Faut voir rentrer les boutiquiers
Les yeux durs, la gueule en tir’lire,
Dans leurs comptoirs comm’ des banquiers.
J’les r’luque : et c’est irrésistible.
Y s’caval’nt, y z’ont peur de moi,
Peur que j’leur chopp’ leurs comestibles,
Peur pour leurs femm’s, pour je n’sais quoi.
Leur conscienc’ dit : « Tu t’soign’s les tripes,
Tu t’les bourr’s à t’en étouffer,
Ben, n’en v’là un qu’a pas bouffé ! »
Alors, dame ! euss y m’prenn’nt en grippe !
Gn’a pas ! mon spectr’ les embarrasse,
Ça leur z’y donn’ comm’ des remords :
Des fois, j’plaqu’ ma fiole à leurs glaces,
Et y d’viennent livid’s comm’ des morts !

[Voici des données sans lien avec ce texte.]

use async_trait::async_trait;
use dataset_multiplier::app::{Workflow, WorkflowEvent, WorkflowState};
use dataset_multiplier::config::Limits;
use dataset_multiplier::error::{JobError, JobStep, GENERIC_FAILURE_MESSAGE};
use dataset_multiplier::upload::{
    ByteSource, JobClient, JobHandle, JobRecord, Multiplier, PollPolicy, ProcessApi, ProgressSink,
    UploadCandidate,
};
use serde_json::json;
use std::collections::VecDeque;
use std::sync::{Arc, Mutex};
use std::time::Duration;

#[derive(Debug, Clone, PartialEq)]
enum Call {
    Create { name: String, multiplier: u8 },
    Trigger(String),
    Fetch(String),
}

/// Scripted backend: records calls, replays canned outcomes.
#[derive(Default)]
struct FakeApi {
    calls: Mutex<Vec<Call>>,
    create: Mutex<Option<Result<JobHandle, JobError>>>,
    trigger_fails: Option<(u16, Option<String>)>,
    records: Mutex<VecDeque<JobRecord>>,
}

impl FakeApi {
    fn creating(id: &str) -> Self {
        let api = Self::default();
        *api.create.lock().unwrap() = Some(Ok(JobHandle { id: id.into() }));
        api
    }

    fn with_records(self, records: Vec<JobRecord>) -> Self {
        *self.records.lock().unwrap() = records.into();
        self
    }

    fn calls(&self) -> Vec<Call> {
        self.calls.lock().unwrap().clone()
    }
}

#[async_trait]
impl ProcessApi for FakeApi {
    async fn create_job(
        &self,
        candidate: &UploadCandidate,
        multiplier: Multiplier,
        sink: Arc<dyn ProgressSink>,
    ) -> Result<JobHandle, JobError> {
        self.calls.lock().unwrap().push(Call::Create {
            name: candidate.name.clone(),
            multiplier: multiplier.get(),
        });
        for percent in [10, 35, 35, 80] {
            sink.on_upload_progress(percent);
        }
        self.create
            .lock()
            .unwrap()
            .take()
            .unwrap_or_else(|| Err(JobError::Read(std::io::Error::other("no script"))))
    }

    async fn start_processing(&self, job: &JobHandle) -> Result<(), JobError> {
        self.calls.lock().unwrap().push(Call::Trigger(job.id.clone()));
        match &self.trigger_fails {
            Some((status, message)) => Err(JobError::Server {
                step: JobStep::Trigger,
                status: *status,
                message: message.clone(),
            }),
            None => Ok(()),
        }
    }

    async fn fetch_job(&self, job: &JobHandle) -> Result<JobRecord, JobError> {
        self.calls.lock().unwrap().push(Call::Fetch(job.id.clone()));
        let mut records = self.records.lock().unwrap();
        // The last record repeats once the script runs out.
        if records.len() > 1 {
            Ok(records.pop_front().unwrap_or_default())
        } else {
            Ok(records.front().cloned().unwrap_or_default())
        }
    }
}

/// Collects events exactly as the app's channel would.
#[derive(Default)]
struct RecordingSink {
    events: Mutex<Vec<WorkflowEvent>>,
}

impl ProgressSink for RecordingSink {
    fn on_upload_progress(&self, percent: u8) {
        self.events.lock().unwrap().push(WorkflowEvent::Progress(percent));
    }

    fn on_job_created(&self, job: &JobHandle) {
        self.events.lock().unwrap().push(WorkflowEvent::Created(job.clone()));
    }
}

fn photos_zip() -> UploadCandidate {
    UploadCandidate {
        name: "photos.zip".into(),
        source: ByteSource::Memory(Arc::from(vec![0u8; 16])),
        size_bytes: 5 * 1024 * 1024,
    }
}

fn complete_record() -> JobRecord {
    serde_json::from_value(json!({
        "id": 42,
        "classification_summary": {"cat": 10, "dog": 8},
        "gan_used": "StyleGAN",
        "processed_file": "https://x/out.zip"
    }))
    .unwrap()
}

fn pending_record() -> JobRecord {
    serde_json::from_value(json!({
        "id": 42,
        "classification_summary": null,
        "gan_used": null,
        "processed_file": null
    }))
    .unwrap()
}

fn fast_polling(deadline: Duration) -> PollPolicy {
    PollPolicy {
        initial_interval: Duration::from_millis(1),
        max_interval: Duration::from_millis(4),
        backoff_factor: 2.0,
        deadline,
    }
}

/// Drives a workflow through one submission the way the app does.
async fn run_workflow(api: FakeApi, poll: PollPolicy) -> (Workflow, Arc<RecordingSink>, JobClient<FakeApi>) {
    let mut workflow = Workflow::new(Limits::default(), Multiplier::default());
    workflow.select_file(photos_zip()).unwrap();
    let submission = workflow.begin_submit().unwrap();
    assert_eq!(workflow.state(), &WorkflowState::Uploading(0));

    let client = JobClient::new(api, poll);
    let sink = Arc::new(RecordingSink::default());
    let outcome = client
        .submit(&submission.candidate, submission.multiplier, sink.clone())
        .await;

    let mut events = sink.events.lock().unwrap().clone();
    events.push(match outcome {
        Ok(result) => WorkflowEvent::Completed(result),
        Err(e) => WorkflowEvent::Failed(e.user_message()),
    });
    for event in events {
        workflow.apply(event);
    }
    (workflow, sink, client)
}

#[tokio::test]
async fn all_three_calls_succeed() {
    let api = FakeApi::creating("42").with_records(vec![complete_record()]);
    let (workflow, sink, client) = run_workflow(api, fast_polling(Duration::from_secs(5))).await;

    let WorkflowState::Succeeded(result) = workflow.state() else {
        panic!("expected Succeeded, got {:?}", workflow.state());
    };
    assert_eq!(result.count("cat"), Some(10));
    assert_eq!(result.count("dog"), Some(8));
    assert_eq!(result.gan_used, "StyleGAN");
    assert_eq!(result.processed_file_url, "https://x/out.zip");
    assert_eq!(workflow.job().map(|j| j.id.as_str()), Some("42"));

    assert_eq!(
        client.api().calls(),
        vec![
            Call::Create {
                name: "photos.zip".into(),
                multiplier: 5
            },
            Call::Trigger("42".into()),
            Call::Fetch("42".into()),
        ]
    );

    let events = sink.events.lock().unwrap().clone();
    assert_eq!(events.last(), Some(&WorkflowEvent::Created(JobHandle { id: "42".into() })));
}

#[tokio::test]
async fn progress_seen_by_workflow_is_monotonic() {
    let api = FakeApi::creating("7").with_records(vec![complete_record()]);
    let mut workflow = Workflow::new(Limits::default(), Multiplier::default());
    workflow.select_file(photos_zip()).unwrap();
    let submission = workflow.begin_submit().unwrap();

    let client = JobClient::new(api, fast_polling(Duration::from_secs(5)));
    let sink = Arc::new(RecordingSink::default());
    client
        .submit(&submission.candidate, submission.multiplier, sink.clone())
        .await
        .unwrap();

    let mut seen = vec![];
    for event in sink.events.lock().unwrap().clone() {
        workflow.apply(event);
        if let Some(p) = workflow.state().progress_percent() {
            seen.push(p);
        }
    }
    assert!(seen.windows(2).all(|w| w[0] <= w[1]), "progress regressed: {seen:?}");
    assert_eq!(seen.last(), Some(&100));
    assert_eq!(workflow.state(), &WorkflowState::Processing);
}

#[tokio::test]
async fn create_failure_skips_trigger_and_fetch() {
    let api = FakeApi::default();
    *api.create.lock().unwrap() = Some(Err(JobError::Server {
        step: JobStep::Create,
        status: 400,
        message: Some("Only ZIP files are supported".into()),
    }));
    let (workflow, _, client) = run_workflow(api, fast_polling(Duration::from_secs(5))).await;

    assert_eq!(
        workflow.state(),
        &WorkflowState::Failed("Only ZIP files are supported".into())
    );
    assert_eq!(client.api().calls().len(), 1);
    assert!(matches!(client.api().calls()[0], Call::Create { .. }));
}

#[tokio::test]
async fn trigger_failure_without_message_uses_generic_text() {
    let mut api = FakeApi::creating("3");
    api.trigger_fails = Some((500, None));
    let (workflow, _, client) = run_workflow(api, fast_polling(Duration::from_secs(5))).await;

    assert_eq!(
        workflow.state(),
        &WorkflowState::Failed(GENERIC_FAILURE_MESSAGE.into())
    );
    assert_eq!(
        client.api().calls(),
        vec![
            Call::Create {
                name: "photos.zip".into(),
                multiplier: 5
            },
            Call::Trigger("3".into()),
        ]
    );
}

#[tokio::test]
async fn polls_until_record_is_complete() {
    let api = FakeApi::creating("42").with_records(vec![
        pending_record(),
        pending_record(),
        complete_record(),
    ]);
    let (workflow, _, client) = run_workflow(api, fast_polling(Duration::from_secs(5))).await;

    assert!(matches!(workflow.state(), WorkflowState::Succeeded(_)));
    let fetches = client
        .api()
        .calls()
        .into_iter()
        .filter(|c| matches!(c, Call::Fetch(_)))
        .count();
    assert_eq!(fetches, 3);
}

#[tokio::test]
async fn never_completing_job_fails_at_deadline() {
    let api = FakeApi::creating("42").with_records(vec![pending_record()]);
    let (workflow, _, client) = run_workflow(api, fast_polling(Duration::from_millis(30))).await;

    let WorkflowState::Failed(reason) = workflow.state() else {
        panic!("expected Failed, got {:?}", workflow.state());
    };
    assert!(reason.starts_with("Processing did not finish"), "{reason}");
    assert!(client.api().calls().len() >= 3);
}

#[tokio::test]
async fn resubmitting_creates_a_new_job() {
    let api = FakeApi::creating("1").with_records(vec![complete_record()]);
    let (mut workflow, _, client) = run_workflow(api, fast_polling(Duration::from_secs(5))).await;
    assert!(matches!(workflow.state(), WorkflowState::Succeeded(_)));

    let submission = workflow.begin_submit().unwrap();
    assert_eq!(workflow.state(), &WorkflowState::Uploading(0));
    assert!(workflow.job().is_none());

    *client.api().create.lock().unwrap() = Some(Ok(JobHandle { id: "2".into() }));
    let sink = Arc::new(RecordingSink::default());
    client
        .submit(&submission.candidate, submission.multiplier, sink)
        .await
        .unwrap();
    let creates = client
        .api()
        .calls()
        .into_iter()
        .filter(|c| matches!(c, Call::Create { .. }))
        .count();
    assert_eq!(creates, 2);
}

#[test]
fn wrong_extension_makes_no_calls() {
    let api = FakeApi::creating("42");
    let mut workflow = Workflow::new(Limits::default(), Multiplier::default());
    let notes = UploadCandidate {
        name: "notes.txt".into(),
        source: ByteSource::Memory(Arc::from(Vec::new())),
        size_bytes: 12,
    };
    assert!(workflow.select_file(notes).is_err());
    assert!(matches!(workflow.state(), WorkflowState::Invalid(_)));
    assert!(workflow.begin_submit().is_err());
    assert!(api.calls().is_empty());
}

Du coup, malgré leur chair de poule,
Y s’jett’nt su’ la porte en hurlant :
Faut voir comme y z’ameut’nt la foule
Pendant qu’Bibi y f… son camp !
« Avez-vous vu ce misérable,
Cet individu équivoque ?
Ce pouilleux, ce voleur en loques
Qui nous r’gardait croûter à table ?
« Ma parole ! on n’est pus chez soi,
On n’peut pus digérer tranquilles…
Nous payons l’impôt, gn’a des lois !
Qu’est-c’ qu’y font donc, les sergents d’ville ? »
J’suis loin, que j’les entends encor :
L’vent d’hiver m’apport’ leurs cris aigres.
Y piaill’nt, comme à Noël des porcs,
Comm’ des chiens gras su’ un chien maigre !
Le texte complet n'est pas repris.